─── Dataset records ───
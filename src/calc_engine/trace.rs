#[derive(Debug, Clone)]
pub struct Step {
    pub operation: String,
    pub result: f64,
}

/// Records every arithmetic step when `detailed_mode` is on.
pub struct EvaluationTrace {
    pub steps: Vec<Step>,
    pub detailed_mode: bool,
}

impl EvaluationTrace {
    pub fn new(detailed_mode: bool) -> Self {
        EvaluationTrace {
            steps: Vec::new(),
            detailed_mode,
        }
    }

    pub fn add_step(&mut self, operation: String, result: f64) {
        if self.detailed_mode {
            self.steps.push(Step { operation, result });
        }
    }
}
use ratatui::style::{Color, Modifier, Style};
use ratatui::text::Span;
use simplecalc::calc_engine::VariableStore;

#[derive(Clone, Copy, PartialEq)]
enum Class {
    Word,
    Number,
    Other,
}

fn class_of(c: char, previous: Class) -> Class {
    if c.is_alphabetic() || (previous == Class::Word && c.is_alphanumeric()) {
        Class::Word
    } else if c.is_ascii_digit() || c == '.' {
        Class::Number
    } else {
        Class::Other
    }
}

fn word_style(word: &str, variables: &VariableStore, base_style: Style) -> Style {
    match variables.get(word) {
        Some(var) if !var.mutable => Style::default()
            .fg(Color::LightBlue)
            .add_modifier(Modifier::BOLD),
        Some(_) => Style::default().fg(Color::LightCyan),
        None => base_style.add_modifier(Modifier::ITALIC),
    }
}

fn symbol_style(c: char, base_style: Style) -> Style {
    match c {
        '+' | '-' | '*' | '/' | '^' | '%' => Style::default()
            .fg(Color::Yellow)
            .add_modifier(Modifier::BOLD),
        '=' => Style::default().fg(Color::Gray),
        _ => base_style,
    }
}

/// Colors constants, known variables, numbers and operators. Names not yet
/// bound are shown in italics.
pub fn highlight_expression(
    expr: &str,
    variables: &VariableStore,
    base_style: Style,
) -> Vec<Span<'static>> {
    let number_style = Style::default().fg(Color::LightGreen);
    let mut spans = Vec::new();
    let mut current = String::new();
    let mut current_class = Class::Other;

    let flush = |current: &mut String, class: Class, spans: &mut Vec<Span<'static>>| {
        if current.is_empty() {
            return;
        }
        let style = match class {
            Class::Word => word_style(current.as_str(), variables, base_style),
            Class::Number => number_style,
            Class::Other => base_style,
        };
        spans.push(Span::styled(std::mem::take(current), style));
    };

    for c in expr.chars() {
        let class = class_of(c, current_class);
        if class != current_class {
            flush(&mut current, current_class, &mut spans);
            current_class = class;
        }

        if class == Class::Other {
            flush(&mut current, current_class, &mut spans);
            spans.push(Span::styled(c.to_string(), symbol_style(c, base_style)));
        } else {
            current.push(c);
        }
    }
    flush(&mut current, current_class, &mut spans);

    spans
}
#[cfg(test)]
mod tests {
    use super::*;
    use crate::calc_engine::token::tokenize;
    use std::f64::consts::PI;

    fn eval_in(store: &mut VariableStore, line: &str) -> Result<Evaluation, EvaluationError> {
        let tokens = tokenize(line).unwrap();
        Evaluator::new().evaluate(&tokens, store)
    }

    fn eval(line: &str) -> f64 {
        eval_in(&mut VariableStore::new(), line).unwrap().value
    }

    fn eval_err(line: &str) -> EvaluationError {
        eval_in(&mut VariableStore::new(), line).unwrap_err()
    }

    #[test]
    fn standard_precedence_without_parentheses() {
        assert_eq!(eval("2 + 3 * 4"), 14.0);
        assert_eq!(eval("2 * 3 + 4 * 5"), 26.0);
        assert_eq!(eval("2 - 3 * 4"), -10.0);
        assert_eq!(eval("2 * 3 - 4"), 2.0);
        assert_eq!(eval("10 - 4 - 3"), 3.0);
        assert_eq!(eval("8 / 2 / 2"), 2.0);
        assert_eq!(eval("6 / 2 * 3"), 9.0);
        assert_eq!(eval("1 + 2 - 3 + 4"), 4.0);
    }

    #[test]
    fn exponent_is_right_associative() {
        assert_eq!(eval("2 ^ 3 ^ 2"), 512.0);
        assert_eq!(eval("2 ^ 2 ^ 3"), 256.0);
        assert_eq!(eval("2 ^ 3 + 1"), 9.0);
        assert_eq!(eval("2 ^ 3 * 2"), 16.0);
    }

    #[test]
    fn product_waits_for_exponent_on_its_right() {
        assert_eq!(eval("2 * 3 ^ 2"), 18.0);
        assert_eq!(eval("2 * 3 ^ 2 ^ 2"), 162.0);
        assert_eq!(eval("1 + 2 * 3 ^ 2"), 19.0);
    }

    #[test]
    fn parentheses_group() {
        assert_eq!(eval("(2 + 3) * 4"), 20.0);
        assert_eq!(eval("2 * (3 + 4)"), 14.0);
        assert_eq!(eval("1 - (2 - 3)"), 2.0);
        assert_eq!(eval("((1 + 2) * (3 + 4))"), 21.0);
        assert_eq!(eval("(2 * (3 + 1))"), 8.0);
    }

    #[test]
    fn parenthesized_base_absorbs_pending_product_before_exponent() {
        // `*` is applied as soon as `)` exposes it, so the square covers 2 * 3.
        assert_eq!(eval("2 * (3) ^ 2"), 36.0);
    }

    #[test]
    fn modulus_and_ieee_results() {
        assert_eq!(eval("7 % 3"), 1.0);
        assert_eq!(eval("7.5 % 2"), 1.5);
        assert_eq!(eval("1 / 0"), f64::INFINITY);
        assert!(eval("0 % 0").is_nan());
    }

    #[test]
    fn constants_resolve() {
        assert_eq!(eval("pi"), PI);
        assert_eq!(eval("2 * pi"), 2.0 * PI);
    }

    #[test]
    fn assignment_binds_and_returns_value() {
        let mut store = VariableStore::new();
        let result = eval_in(&mut store, "x = 2 + 3").unwrap();
        assert_eq!(result.value, 5.0);
        assert_eq!(result.assigned.as_deref(), Some("x"));
        assert_eq!(eval_in(&mut store, "x + 1").unwrap().value, 6.0);
        assert_eq!(eval_in(&mut store, "2 * x").unwrap().value, 10.0);
    }

    #[test]
    fn assignment_can_read_its_own_target() {
        let mut store = VariableStore::new();
        eval_in(&mut store, "n = n + 1").unwrap();
        eval_in(&mut store, "n = n + 1").unwrap();
        assert_eq!(store.lookup("n"), Some(2.0));
    }

    #[test]
    fn constant_assignment_is_ignored() {
        let mut store = VariableStore::new();
        let result = eval_in(&mut store, "pi = 3").unwrap();
        assert_eq!(result.value, 3.0);
        assert_eq!(eval_in(&mut store, "pi").unwrap().value, PI);
    }

    #[test]
    fn unbound_read_auto_declares_zero() {
        let mut store = VariableStore::new();
        assert_eq!(eval_in(&mut store, "y + 1").unwrap().value, 1.0);
        assert_eq!(store.lookup("y"), Some(0.0));
        assert_eq!(eval_in(&mut store, "y * 5").unwrap().value, 0.0);
    }

    #[test]
    fn reject_policy_leaves_store_untouched() {
        let mut store = VariableStore::new();
        let tokens = tokenize("y + 1").unwrap();
        let err = Evaluator::with_policy(UnboundPolicy::Reject)
            .evaluate(&tokens, &mut store)
            .unwrap_err();
        assert_eq!(err, EvaluationError::UnboundVariable { name: "y".to_string() });
        assert_eq!(store.get("y"), None);
    }

    #[test]
    fn malformed_expressions_fail() {
        assert_eq!(eval_err("* 3"), EvaluationError::StackUnderflow);
        assert_eq!(eval_err("(2 + 3"), EvaluationError::UnmatchedLeftParen);
        assert_eq!(eval_err("2 + 3)"), EvaluationError::UnmatchedRightParen);
        assert_eq!(eval_err("2 +"), EvaluationError::StackUnderflow);
        assert_eq!(eval_err("2 *"), EvaluationError::MissingOperand { position: 2 });
        assert_eq!(eval_err("2 ^"), EvaluationError::StackUnderflow);
        assert_eq!(eval_err("2 ^ (1)"), EvaluationError::MissingOperand { position: 2 });
        assert_eq!(eval_err("2 3"), EvaluationError::ExtraOperand);
        assert_eq!(eval_err("-3"), EvaluationError::StackUnderflow);
        assert_eq!(eval_err("3 = 4"), EvaluationError::InvalidAssignmentTarget);
        assert_eq!(eval_err("x ="), EvaluationError::UnexpectedAssign { position: 1 });
        assert_eq!(eval_err("1 + x = 2"), EvaluationError::UnexpectedAssign { position: 3 });
        assert_eq!(eval_err(""), EvaluationError::EmptyExpression);
    }

    #[test]
    fn stacks_do_not_leak_between_evaluations() {
        let mut evaluator = Evaluator::new();
        let mut store = VariableStore::new();
        let broken = tokenize("(1 + 2 * (3").unwrap();
        assert!(evaluator.evaluate(&broken, &mut store).is_err());
        let ok = tokenize("4 + 4").unwrap();
        assert_eq!(evaluator.evaluate(&ok, &mut store).unwrap().value, 8.0);
    }

    #[test]
    fn trace_records_each_step() {
        let mut store = VariableStore::new();
        let tokens = tokenize("x = 2 + 3 * 4").unwrap();
        let mut trace = EvaluationTrace::new(true);
        Evaluator::new()
            .evaluate_traced(&tokens, &mut store, &mut trace)
            .unwrap();
        let steps: Vec<(&str, f64)> = trace
            .steps
            .iter()
            .map(|s| (s.operation.as_str(), s.result))
            .collect();
        assert_eq!(steps, [("3 * 4", 12.0), ("2 + 12", 14.0), ("x = 14", 14.0)]);
    }

    #[test]
    fn disabled_trace_stays_empty() {
        let mut store = VariableStore::new();
        let tokens = tokenize("(1 + 2) ^ 2").unwrap();
        let mut trace = EvaluationTrace::new(false);
        let result = Evaluator::new()
            .evaluate_traced(&tokens, &mut store, &mut trace)
            .unwrap();
        assert_eq!(result.value, 9.0);
        assert!(trace.steps.is_empty());
    }
}
use std::path::Path;

use anyhow::{Context, Result};
use tracing_appender::{
    non_blocking,
    non_blocking::WorkerGuard,
    rolling::{RollingFileAppender, Rotation},
};
use tracing_subscriber::{
    filter::{LevelFilter, Targets},
    fmt::Layer,
    prelude::*,
};

const MAX_DAYS: usize = 2;

/// Keeps the non-blocking writers flushing until dropped at the end of `main`.
#[must_use]
pub struct LogGuard {
    _guards: Vec<WorkerGuard>,
}

/// Logs this crate at `level` (everything else at WARN) to a daily file in
/// `log_dir`. With `to_stderr`, warnings and errors are also echoed to stderr;
/// the terminal front ends leave it off since they own the screen.
pub fn init_logging(log_dir: &Path, level: LevelFilter, to_stderr: bool) -> Result<LogGuard> {
    let log_file = RollingFileAppender::builder()
        .rotation(Rotation::DAILY)
        .filename_prefix("simplecalc")
        .filename_suffix("log")
        .max_log_files(MAX_DAYS)
        .build(log_dir)
        .with_context(|| format!("cannot open log directory {}", log_dir.display()))?;

    let (log_file, file_guard) = non_blocking(log_file);
    let mut guards = vec![file_guard];

    let file_layer = Layer::new()
        .with_ansi(false)
        .with_writer(log_file)
        .with_filter(
            Targets::new()
                .with_default(LevelFilter::WARN)
                .with_target(env!("CARGO_CRATE_NAME"), level),
        );

    let stderr_layer = if to_stderr {
        let (stderr, stderr_guard) = non_blocking(std::io::stderr());
        guards.push(stderr_guard);
        Some(
            Layer::new()
                .with_ansi(true)
                .with_writer(stderr)
                .with_filter(Targets::new().with_default(LevelFilter::WARN)),
        )
    } else {
        None
    };

    tracing_subscriber::registry()
        .with(file_layer)
        .with(stderr_layer)
        .try_init()
        .context("logging already initialized")?;

    Ok(LogGuard { _guards: guards })
}
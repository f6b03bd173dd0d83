/// Vector-backed LIFO used for the value and operator stacks.
///
/// `pop` and `peek` return `None` on an empty stack; the evaluator turns that
/// into an [`EvaluationError`](super::EvaluationError).
#[derive(Debug, Clone)]
pub struct Stack<T> {
    items: Vec<T>,
}

impl<T> Stack<T> {
    pub fn new() -> Self {
        Stack { items: Vec::new() }
    }

    pub fn push(&mut self, item: T) {
        self.items.push(item);
    }

    pub fn pop(&mut self) -> Option<T> {
        self.items.pop()
    }

    pub fn peek(&self) -> Option<&T> {
        self.items.last()
    }

    pub fn is_empty(&self) -> bool {
        self.items.is_empty()
    }

    pub fn len(&self) -> usize {
        self.items.len()
    }

    /// Drops every element but keeps the allocation.
    pub fn clear(&mut self) {
        self.items.clear();
    }
}

impl<T> Default for Stack<T> {
    fn default() -> Self {
        Self::new()
    }
}

#[cfg(test)]
mod tests {
    use super::*;

    #[test]
    fn pops_in_reverse_push_order() {
        let mut stack = Stack::new();
        stack.push(1.0);
        stack.push(2.0);
        assert_eq!(stack.peek(), Some(&2.0));
        assert_eq!(stack.pop(), Some(2.0));
        assert_eq!(stack.pop(), Some(1.0));
        assert_eq!(stack.pop(), None);
    }

    #[test]
    fn clear_empties_the_stack() {
        let mut stack = Stack::new();
        stack.push('a');
        stack.push('b');
        stack.clear();
        assert!(stack.is_empty());
        assert_eq!(stack.len(), 0);
        assert_eq!(stack.peek(), None);
    }
}
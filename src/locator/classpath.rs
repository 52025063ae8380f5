//=====================================================
// File: locator/classpath.rs
//=====================================================
// Author: ZobieLabs
// License: Duality Public License (DPL v1.0)
// Goal: Host classpath resources for the resolver
// Objective: Abstract classpath lookups behind a provider trait with an
//            in-memory implementation for embedded resources
//=====================================================

use std::collections::HashMap;
use std::sync::Arc;

use parking_lot::RwLock;

use crate::unit::Resource;

pub const CLASSPATH_SCHEME: &str = "classpath:";

/// Resolves host classpath resources by slash-separated path.
pub trait ClasspathResourceProvider: Send + Sync {
    fn resolve(&self, path: &str) -> Option<Resource>;
}

/// Resources compiled into or registered with the host runtime.
#[derive(Debug, Default)]
pub struct EmbeddedResources {
    entries: RwLock<HashMap<String, Arc<[u8]>>>,
}

impl EmbeddedResources {
    pub fn new() -> Self {
        Self::default()
    }

    pub fn insert(&self, path: impl Into<String>, bytes: impl Into<Arc<[u8]>>) {
        let path = path.into();
        let path = path.trim_start_matches('/').to_string();
        self.entries.write().insert(path, bytes.into());
    }

    pub fn remove(&self, path: &str) -> bool {
        self.entries.write().remove(path.trim_start_matches('/')).is_some()
    }

    pub fn len(&self) -> usize {
        self.entries.read().len()
    }

    pub fn is_empty(&self) -> bool {
        self.entries.read().is_empty()
    }
}

impl ClasspathResourceProvider for EmbeddedResources {
    fn resolve(&self, path: &str) -> Option<Resource> {
        // classpath resources never start with a slash
        if path.starts_with('/') {
            return None;
        }
        let entries = self.entries.read();
        let bytes = entries.get(path)?;
        Some(Resource::embedded(path, bytes.clone()))
    }
}

/// Strip a `classpath:` or `classpath:/` scheme.
pub fn strip_scheme(locator: &str) -> Option<&str> {
    let rest = locator.strip_prefix(CLASSPATH_SCHEME)?;
    Some(rest.strip_prefix('/').unwrap_or(rest))
}

pub fn looks_like_classpath(entry: &str) -> bool {
    entry.starts_with(CLASSPATH_SCHEME)
}

/// Canonical name of a classpath resource.
pub fn classpath_name(path: &str) -> String {
    format!("{CLASSPATH_SCHEME}/{path}")
}

/// Classpath path for `name` below a load path entry; an empty entry means
/// the classpath root.
pub fn join_entry(entry: &str, name: &str) -> String {
    let entry = entry.trim_end_matches('/');
    if entry.is_empty() {
        name.to_string()
    } else {
        format!("{entry}/{name}")
    }
}

/// Paths that classpath resources can never have: absolute or drive-letter.
pub fn is_filesystem_absolute(path: &str) -> bool {
    path.starts_with('/') || path.as_bytes().get(1) == Some(&b':')
}


//=====================================================
// End of file
//=====================================================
───
# Work required:
Output exactly one stretch of the listing: from the line containing "pub fn classpath_name(path: &str)" through the line containing "absolute or drive-letter.", both end lines included.

# Output for this exercise:
pub fn classpath_name(path: &str) -> String {
    format!("{CLASSPATH_SCHEME}/{path}")
}

/// Classpath path for `name` below a load path entry; an empty entry means
/// the classpath root.
pub fn join_entry(entry: &str, name: &str) -> String {
    let entry = entry.trim_end_matches('/');
    if entry.is_empty() {
        name.to_string()
    } else {
        format!("{entry}/{name}")
    }
}

/// Paths that classpath resources can never have: absolute or drive-letter.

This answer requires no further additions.